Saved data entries
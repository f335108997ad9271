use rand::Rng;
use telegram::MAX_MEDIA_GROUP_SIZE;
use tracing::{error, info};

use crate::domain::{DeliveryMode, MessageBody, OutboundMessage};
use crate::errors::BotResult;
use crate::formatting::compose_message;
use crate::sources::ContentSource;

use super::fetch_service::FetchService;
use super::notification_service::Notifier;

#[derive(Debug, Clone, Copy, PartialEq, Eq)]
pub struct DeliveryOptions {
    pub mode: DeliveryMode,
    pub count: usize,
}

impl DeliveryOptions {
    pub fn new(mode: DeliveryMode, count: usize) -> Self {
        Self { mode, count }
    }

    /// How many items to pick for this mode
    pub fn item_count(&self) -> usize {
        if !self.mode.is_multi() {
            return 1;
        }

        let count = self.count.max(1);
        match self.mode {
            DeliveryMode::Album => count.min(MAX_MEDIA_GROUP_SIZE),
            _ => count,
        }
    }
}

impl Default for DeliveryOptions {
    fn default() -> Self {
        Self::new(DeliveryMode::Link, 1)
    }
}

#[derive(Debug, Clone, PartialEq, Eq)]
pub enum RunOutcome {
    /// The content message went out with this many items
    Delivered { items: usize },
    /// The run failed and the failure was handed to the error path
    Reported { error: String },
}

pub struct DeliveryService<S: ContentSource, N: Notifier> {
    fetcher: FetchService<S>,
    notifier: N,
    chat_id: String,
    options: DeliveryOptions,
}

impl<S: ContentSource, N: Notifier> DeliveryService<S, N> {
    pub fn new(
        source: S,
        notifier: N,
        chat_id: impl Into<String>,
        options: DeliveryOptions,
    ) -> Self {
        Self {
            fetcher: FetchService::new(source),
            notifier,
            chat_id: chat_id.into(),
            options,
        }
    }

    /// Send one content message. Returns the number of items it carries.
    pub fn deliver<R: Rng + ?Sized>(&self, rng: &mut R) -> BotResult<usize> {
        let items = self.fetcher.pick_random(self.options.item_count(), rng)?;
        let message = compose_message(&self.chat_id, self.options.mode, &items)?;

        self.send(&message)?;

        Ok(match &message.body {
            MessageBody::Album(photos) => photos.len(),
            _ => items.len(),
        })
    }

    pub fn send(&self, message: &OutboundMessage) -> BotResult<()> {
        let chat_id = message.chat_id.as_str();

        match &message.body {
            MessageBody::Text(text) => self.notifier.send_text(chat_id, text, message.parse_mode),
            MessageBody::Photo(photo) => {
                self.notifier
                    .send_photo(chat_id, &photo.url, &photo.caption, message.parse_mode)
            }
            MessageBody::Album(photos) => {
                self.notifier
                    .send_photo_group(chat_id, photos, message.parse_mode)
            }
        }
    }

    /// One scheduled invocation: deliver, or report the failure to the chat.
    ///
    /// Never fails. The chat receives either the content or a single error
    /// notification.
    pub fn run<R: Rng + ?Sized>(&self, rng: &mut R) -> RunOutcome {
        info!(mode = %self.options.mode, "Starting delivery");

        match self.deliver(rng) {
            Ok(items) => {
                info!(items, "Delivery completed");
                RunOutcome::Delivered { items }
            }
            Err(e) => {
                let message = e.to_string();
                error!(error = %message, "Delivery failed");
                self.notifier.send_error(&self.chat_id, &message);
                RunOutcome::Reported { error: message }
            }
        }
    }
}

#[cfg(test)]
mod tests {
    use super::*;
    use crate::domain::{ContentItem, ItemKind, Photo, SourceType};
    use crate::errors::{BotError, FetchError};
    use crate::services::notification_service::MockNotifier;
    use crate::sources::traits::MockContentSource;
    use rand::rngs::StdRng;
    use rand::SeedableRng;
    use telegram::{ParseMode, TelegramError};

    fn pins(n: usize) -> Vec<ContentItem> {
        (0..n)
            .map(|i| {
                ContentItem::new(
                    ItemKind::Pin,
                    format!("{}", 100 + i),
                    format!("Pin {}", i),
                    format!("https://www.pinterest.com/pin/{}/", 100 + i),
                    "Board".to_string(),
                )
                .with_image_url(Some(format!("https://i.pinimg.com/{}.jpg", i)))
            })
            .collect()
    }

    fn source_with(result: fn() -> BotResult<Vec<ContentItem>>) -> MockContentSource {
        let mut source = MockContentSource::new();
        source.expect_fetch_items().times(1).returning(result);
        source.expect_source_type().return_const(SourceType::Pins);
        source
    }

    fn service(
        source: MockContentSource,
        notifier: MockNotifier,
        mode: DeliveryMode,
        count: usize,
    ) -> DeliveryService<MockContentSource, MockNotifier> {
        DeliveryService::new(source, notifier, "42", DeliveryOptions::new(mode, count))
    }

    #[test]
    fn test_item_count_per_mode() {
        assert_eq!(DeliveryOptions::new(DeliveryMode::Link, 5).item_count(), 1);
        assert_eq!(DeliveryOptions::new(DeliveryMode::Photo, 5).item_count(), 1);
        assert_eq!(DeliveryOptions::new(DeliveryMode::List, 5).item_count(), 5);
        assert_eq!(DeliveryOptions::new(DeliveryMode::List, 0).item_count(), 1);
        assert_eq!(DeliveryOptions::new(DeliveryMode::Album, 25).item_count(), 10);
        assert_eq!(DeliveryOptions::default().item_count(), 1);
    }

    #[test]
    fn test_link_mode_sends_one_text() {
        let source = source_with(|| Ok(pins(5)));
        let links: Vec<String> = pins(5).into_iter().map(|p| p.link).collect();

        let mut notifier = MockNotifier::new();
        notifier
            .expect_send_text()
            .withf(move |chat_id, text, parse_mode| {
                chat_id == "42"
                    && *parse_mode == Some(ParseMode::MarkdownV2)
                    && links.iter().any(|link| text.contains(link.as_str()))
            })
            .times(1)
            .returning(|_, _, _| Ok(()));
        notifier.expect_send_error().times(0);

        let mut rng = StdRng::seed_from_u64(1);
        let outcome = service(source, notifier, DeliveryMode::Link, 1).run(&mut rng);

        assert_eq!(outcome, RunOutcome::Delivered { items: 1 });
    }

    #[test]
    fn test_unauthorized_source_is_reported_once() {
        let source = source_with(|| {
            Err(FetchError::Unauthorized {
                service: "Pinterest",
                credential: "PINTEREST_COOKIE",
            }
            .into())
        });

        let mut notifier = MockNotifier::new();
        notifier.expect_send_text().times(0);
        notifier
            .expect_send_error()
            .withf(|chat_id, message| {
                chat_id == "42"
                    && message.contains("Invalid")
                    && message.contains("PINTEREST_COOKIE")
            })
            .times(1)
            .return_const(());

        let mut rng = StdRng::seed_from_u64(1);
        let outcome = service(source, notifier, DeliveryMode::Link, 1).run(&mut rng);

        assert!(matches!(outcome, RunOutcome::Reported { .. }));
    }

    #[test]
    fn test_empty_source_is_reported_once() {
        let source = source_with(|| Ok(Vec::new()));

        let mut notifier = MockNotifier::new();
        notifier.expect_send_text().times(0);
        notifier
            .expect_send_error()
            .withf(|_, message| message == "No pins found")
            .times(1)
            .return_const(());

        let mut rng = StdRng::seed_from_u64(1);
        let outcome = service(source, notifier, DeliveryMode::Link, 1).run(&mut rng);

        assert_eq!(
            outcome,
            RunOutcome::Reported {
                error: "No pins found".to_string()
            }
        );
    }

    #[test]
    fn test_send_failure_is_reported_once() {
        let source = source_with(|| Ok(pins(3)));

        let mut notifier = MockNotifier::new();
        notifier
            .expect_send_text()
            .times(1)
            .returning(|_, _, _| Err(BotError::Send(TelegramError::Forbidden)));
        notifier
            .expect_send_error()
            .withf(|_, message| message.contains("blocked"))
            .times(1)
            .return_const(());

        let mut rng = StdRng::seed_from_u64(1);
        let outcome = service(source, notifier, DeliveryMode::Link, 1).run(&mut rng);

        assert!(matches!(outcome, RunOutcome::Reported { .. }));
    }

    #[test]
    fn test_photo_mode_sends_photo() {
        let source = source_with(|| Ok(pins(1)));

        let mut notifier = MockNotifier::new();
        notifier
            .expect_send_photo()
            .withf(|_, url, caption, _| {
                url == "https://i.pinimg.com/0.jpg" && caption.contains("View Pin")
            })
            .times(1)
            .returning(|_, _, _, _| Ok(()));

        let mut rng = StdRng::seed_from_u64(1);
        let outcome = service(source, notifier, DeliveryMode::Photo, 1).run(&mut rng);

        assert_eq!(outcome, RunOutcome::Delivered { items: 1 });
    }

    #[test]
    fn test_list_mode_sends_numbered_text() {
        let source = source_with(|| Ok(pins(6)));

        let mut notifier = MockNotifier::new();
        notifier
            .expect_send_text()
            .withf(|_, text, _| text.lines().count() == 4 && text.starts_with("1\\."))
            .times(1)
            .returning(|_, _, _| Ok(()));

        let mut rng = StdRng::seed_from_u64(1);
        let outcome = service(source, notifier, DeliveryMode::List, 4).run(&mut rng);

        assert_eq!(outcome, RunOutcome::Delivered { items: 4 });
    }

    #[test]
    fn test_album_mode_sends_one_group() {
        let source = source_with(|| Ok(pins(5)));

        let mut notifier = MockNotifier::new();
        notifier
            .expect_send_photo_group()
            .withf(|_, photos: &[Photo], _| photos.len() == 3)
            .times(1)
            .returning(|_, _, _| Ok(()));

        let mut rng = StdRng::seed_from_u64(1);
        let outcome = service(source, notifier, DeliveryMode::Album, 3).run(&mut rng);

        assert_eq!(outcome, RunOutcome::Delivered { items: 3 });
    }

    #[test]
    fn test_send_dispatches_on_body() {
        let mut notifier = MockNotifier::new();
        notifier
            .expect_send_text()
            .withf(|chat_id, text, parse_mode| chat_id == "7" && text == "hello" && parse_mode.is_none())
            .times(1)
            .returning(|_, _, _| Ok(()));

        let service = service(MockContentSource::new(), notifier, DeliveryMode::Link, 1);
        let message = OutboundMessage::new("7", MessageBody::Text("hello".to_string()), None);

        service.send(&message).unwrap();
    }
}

What to do
Some lines in the data above hold the string "usize". Find and copy each of them.

Response to the exercise
    pub count: usize,
    pub fn new(mode: DeliveryMode, count: usize) -> Self {
    pub fn item_count(&self) -> usize {
    Delivered { items: usize },
    pub fn deliver<R: Rng + ?Sized>(&self, rng: &mut R) -> BotResult<usize> {
    fn pins(n: usize) -> Vec<ContentItem> {
        count: usize,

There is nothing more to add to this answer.